Which I didn't expect at all.
I survived. I didn't storm out, in part because the betrayal was treated so...accurately. It wasn't romanticized. Or simplified. Either the writer has experienced a trust violation (such a clinical term for something so fist-in-the-gut dirty) first-hand or has channeled someone who did.
The look on the betrayed character's face when she first realizes that her partner has cheated was excruciating to watch. Her confusion as her mind wrestled with what she now knew intellectually vs. what she thought she knew emotionally. Her mental removal from the scene as she watched herself and everyone else, knowing somehow that life as she moved forward would forever be divided into "before" and "after".

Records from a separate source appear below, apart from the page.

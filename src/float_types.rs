// Re-export parry for the appropriate float size
#[cfg(feature = "f64")]
pub use parry3d_f64 as parry3d;

#[cfg(feature = "f32")]
pub use parry3d;

// Our Real scalar type:
#[cfg(feature = "f32")]
pub type Real = f32;
#[cfg(feature = "f64")]
pub type Real = f64;

use core::str::FromStr;
use std::sync::OnceLock;

/// Lazily-initialized on-plane tolerance used across the crate.
/// Defaults depend on precision (`f32` vs `f64`), but can be overridden:
///  1) **Build-time**: set env var `ACOUSTIC_BSP_TOLERANCE` (e.g. `ACOUSTIC_BSP_TOLERANCE=1e-7 cargo build`)
///  2) **Runtime**: call [`set_tolerance`] once before using the library
static TOLERANCE_CELL: OnceLock<Real> = OnceLock::new();

/// Distance under which a computed intersection snaps onto an existing vertex.
static SNAP_TOLERANCE_CELL: OnceLock<Real> = OnceLock::new();

#[inline]
const fn default_tolerance() -> Real {
    #[cfg(feature = "f32")]
    {
        1e-4
    }
    #[cfg(feature = "f64")]
    {
        1e-6
    }
}

fn from_env(value: Option<&'static str>) -> Option<Real> {
    value
        .and_then(|v| Real::from_str(v).ok())
        .filter(|v| v.is_finite())
        .map(|v| v.max(Real::EPSILON))
}

/// Returns the absolute distance within which a point is classified as lying
/// *on* a plane (and within which two vertices are welded together).
pub fn tolerance() -> Real {
    *TOLERANCE_CELL
        .get_or_init(|| from_env(option_env!("ACOUSTIC_BSP_TOLERANCE")).unwrap_or(default_tolerance()))
}

/// Set the tolerance programmatically once (subsequent calls are ignored).
/// Call near program start: `acoustic_bsp::float_types::set_tolerance(1e-7);`
pub fn set_tolerance(value: Real) {
    let _ = TOLERANCE_CELL.set(value.max(Real::EPSILON));
}

/// Returns the distance under which an intersection point is treated as the
/// existing vertex it lands on. No new point is created in that case.
///
/// Falls back to [`tolerance`] unless `ACOUSTIC_BSP_SNAP_TOLERANCE` was set at
/// build time or [`set_snap_tolerance`] was called.
pub fn snap_tolerance() -> Real {
    *SNAP_TOLERANCE_CELL
        .get_or_init(|| from_env(option_env!("ACOUSTIC_BSP_SNAP_TOLERANCE")).unwrap_or_else(tolerance))
}

/// Set the snap tolerance programmatically once (subsequent calls are ignored).
pub fn set_snap_tolerance(value: Real) {
    let _ = SNAP_TOLERANCE_CELL.set(value.max(Real::EPSILON));
}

And though she confronted her partner with evidence...and received the expected refutation, she knew. Just like so many of us knew, regardless of the denials, the blame-shifting. And the appeal to, "please don't make me feel any crazier than I already feel" speaks for all of us.
The newly betrayed might want to give this film a pass, at least until time has worked its magic.
And even those, like me, whose wound is slowly fading to a scar, would do well to think long and hard about whether they want to vicariously watch their own drama.
Consider yourself warned.

4 comments:

  1. i just want to say thank you for this blog. it really resonates with me and has been helping me get through the past week since i found out about the betrayal. you're now in my google reader, but i find myself reading the archives over and over.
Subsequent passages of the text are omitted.